Investigators at the Children’s Hospital of Montefiore (CHAM) have received a four-year, $1.6 million grant from the U.S. Food and Drug Administration to evaluate the effectiveness and safety of a specific form of intravenous immune globulin (IVIG), a biologic medicine that may significantly reduce pain and hospitalizations for children and young adults (ages 8-21 years) with SCD. If positive, the outcome of this Phase 2 research will be an appropriately powered Phase 3 study, a crucial step towards development of a novel therapy for SCD-related vaso occlusive crises (VOC) the medical term for the blood vessel blockages associated with the acute pain of SCD.
“For approximately 16 years, no new treatments for sickle cell disease have reached the marketplace,” said Deepa G. Manwani, M.D., director, Hematology Program, and attending physician, pediatric hematology/oncology, CHAM and associate professor of clinical pediatrics, Einstein. “We are thrilled that the FDA is underwriting this important clinical trial of IVIG which could have the potential to improve standard of care for these underserved patients.”

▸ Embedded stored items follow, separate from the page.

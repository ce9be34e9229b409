//! Invalidation targets and records
//!
//! An invalidation names its targets either by exact key or by predicate.
//! Matching entries are marked stale, never dropped: the last good value
//! stays readable until a refetch replaces it.

use crate::cache::types::CacheKey;
use chrono::{DateTime, Utc};
use serde::{Deserialize, Serialize};
use std::fmt;
use std::sync::Arc;

/// Selects the entries an invalidation applies to
#[derive(Clone)]
pub enum KeyMatcher {
    /// Exactly this key
    Exact(CacheKey),

    /// Every key in a namespace
    Namespace(String),

    /// Every key the predicate accepts
    Predicate(Arc<dyn Fn(&CacheKey) -> bool + Send + Sync>),
}

impl KeyMatcher {
    /// Match keys with a predicate
    pub fn predicate<F>(f: F) -> Self
    where
        F: Fn(&CacheKey) -> bool + Send + Sync + 'static,
    {
        KeyMatcher::Predicate(Arc::new(f))
    }

    /// Match every key in `namespace`
    pub fn namespace(namespace: impl Into<String>) -> Self {
        KeyMatcher::Namespace(namespace.into())
    }

    /// Check whether `key` is selected
    pub fn matches(&self, key: &CacheKey) -> bool {
        match self {
            KeyMatcher::Exact(k) => k == key,
            KeyMatcher::Namespace(ns) => key.namespace() == ns,
            KeyMatcher::Predicate(f) => f(key),
        }
    }
}

impl fmt::Debug for KeyMatcher {
    fn fmt(&self, f: &mut fmt::Formatter<'_>) -> fmt::Result {
        match self {
            KeyMatcher::Exact(k) => write!(f, "Exact({})", k),
            KeyMatcher::Namespace(ns) => write!(f, "Namespace({})", ns),
            KeyMatcher::Predicate(_) => write!(f, "Predicate(..)"),
        }
    }
}

impl From<CacheKey> for KeyMatcher {
    fn from(key: CacheKey) -> Self {
        KeyMatcher::Exact(key)
    }
}

impl From<&CacheKey> for KeyMatcher {
    fn from(key: &CacheKey) -> Self {
        KeyMatcher::Exact(key.clone())
    }
}

/// Reason for cache invalidation
#[derive(Debug, Clone, PartialEq, Eq, Hash, Serialize, Deserialize)]
pub enum InvalidationReason {
    /// Manual invalidation by key or predicate
    Manual,

    /// A write completed and its domain event fanned out
    DomainEvent { event: String },

    /// A screen regained focus
    Focus { screen: String },

    /// Unmounted entry idle past the cleanup threshold
    Idle,
}

impl fmt::Display for InvalidationReason {
    fn fmt(&self, f: &mut fmt::Formatter<'_>) -> fmt::Result {
        match self {
            InvalidationReason::Manual => write!(f, "manual invalidation"),
            InvalidationReason::DomainEvent { event } => write!(f, "domain event: {}", event),
            InvalidationReason::Focus { screen } => write!(f, "screen focused: {}", screen),
            InvalidationReason::Idle => write!(f, "idle without subscribers"),
        }
    }
}

/// Record of one invalidation pass
#[derive(Debug, Clone, Serialize, Deserialize)]
pub struct InvalidationEvent {
    /// Reason for invalidation
    pub reason: InvalidationReason,

    /// When the invalidation occurred
    pub timestamp: DateTime<Utc>,

    /// Keys that were affected
    pub keys: Vec<CacheKey>,

    /// Keys whose mounted subscribers triggered a refetch
    pub revalidated: Vec<CacheKey>,
}

impl InvalidationEvent {
    /// Create a new invalidation event
    pub fn new(reason: InvalidationReason, keys: Vec<CacheKey>) -> Self {
        Self {
            reason,
            timestamp: Utc::now(),
            keys,
            revalidated: Vec::new(),
        }
    }

    /// Attach the keys that were refetched
    pub fn with_revalidated(mut self, keys: Vec<CacheKey>) -> Self {
        self.revalidated = keys;
        self
    }

    /// Whether `key` was marked by this pass
    pub fn touched(&self, key: &CacheKey) -> bool {
        self.keys.contains(key)
    }
}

SCD, one the most common hematologic diseases in the world, is estimated to affect between 90,000 and 100,000 Americans, primarily of African or Hispanic descent. Current treatment strategies for the acute pain are purely symptomatic, and opioid therapy, even when administered by experts in pain management, has significant adverse effects. In addition to VOC, people with SCD are at risk for becoming very ill from common illnesses and require frequent hospitalization. A U.S. government study estimated the cost for SCD hospitalizations in 2004 was $488 million and another study from 2009 estimates that the lifetime cost of care for someone with SCD averages around $460,000.
“It is our hope that the study will demonstrate a reduction in the length of these painful episodes of VOC and other improved outcomes,” said Dr. Manwani. “If successful, this study will set the stage for better treatments and cost savings of this devastating, and life-shortening disease. Given the lasting duration of IVIG, it is also possible that the study drug will decrease the 30 day readmission rate which has been reported to be as high as 30 to 40% among SCD patients.”
The study will also evaluate biomarkers of adhesion and inflammation (pre and post administration of IVIG) as well as secondary clinical endpoints including total opioid use, length of hospitalization and change in hemoglobin and LDH, a general indicator of tissue and cellular damage.